**Prompt**
Could you copy every line of the data that contains the word "lowercased"?
++++ Task inputs ++++
//! Canonical game keys.
//!
//! Users type game names freely ("Germany Japan", "germany_japan",
//! "Germany-Japan"). Every per-game lookup goes through [`normalize`] so that
//! all spellings land on the same [`GameKey`].

use std::fmt;

/// Characters that separate words in a game name.
fn is_separator(c: char) -> bool {
    matches!(c, '_' | '-' | '/') || c.is_whitespace()
}

/// Normalizes a raw game name into its canonical form.
///
/// Alphanumerics are kept and lowercased, runs of separators (`_`, `-`, `/`,
/// whitespace) collapse into a single `_`, leading and trailing separators
/// are dropped and every other character is removed. The function is total
/// and idempotent.
pub fn normalize(raw: &str) -> String {
    let mut out = String::with_capacity(raw.len());
    let mut pending_separator = false;

    for c in raw.chars() {
        if c.is_alphanumeric() {
            for lower in c.to_lowercase().filter(|l| l.is_alphanumeric()) {
                if pending_separator && !out.is_empty() {
                    out.push('_');
                }
                pending_separator = false;
                out.push(lower);
            }
        } else if is_separator(c) {
            pending_separator = true;
        }
    }

    out
}

/// Pretty-prints a canonical key for display.
///
/// The first letter of every `_`-separated word is uppercased and the rest
/// lowercased: `germany_japan` becomes `Germany_Japan`.
pub fn pretty_print(key: &str) -> String {
    key.split('_')
        .map(|word| {
            let mut chars = word.chars();
            match chars.next() {
                Some(first) => first
                    .to_uppercase()
                    .chain(chars.flat_map(char::to_lowercase))
                    .collect::<String>(),
                None => String::new(),
            }
        })
        .collect::<Vec<_>>()
        .join("_")
}

/// A canonical game identifier.
#[derive(Debug, Clone, PartialEq, Eq, Hash, PartialOrd, Ord)]
pub struct GameKey(String);

impl GameKey {
    /// Builds the key for a raw game name.
    pub fn new(raw: &str) -> Self {
        Self(normalize(raw))
    }

    /// Builds the key for a match between two teams.
    pub fn for_teams(team_a: &str, team_b: &str) -> Self {
        Self::new(&format!("{team_a}_{team_b}"))
    }

    /// Returns the canonical string.
    pub fn as_str(&self) -> &str {
        &self.0
    }

    /// Returns true if the raw name contained no alphanumerics.
    pub fn is_empty(&self) -> bool {
        self.0.is_empty()
    }

    /// Returns the display form of the key.
    pub fn pretty(&self) -> String {
        pretty_print(&self.0)
    }
}

impl fmt::Display for GameKey {
    fn fmt(&self, f: &mut fmt::Formatter<'_>) -> fmt::Result {
        f.write_str(&self.0)
    }
}

impl From<&str> for GameKey {
    fn from(raw: &str) -> Self {
        Self::new(raw)
    }
}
++++
**Reply to the task**
/// Alphanumerics are kept and lowercased, runs of separators (`_`, `-`, `/`,
/// lowercased: `germany_japan` becomes `Germany_Japan`.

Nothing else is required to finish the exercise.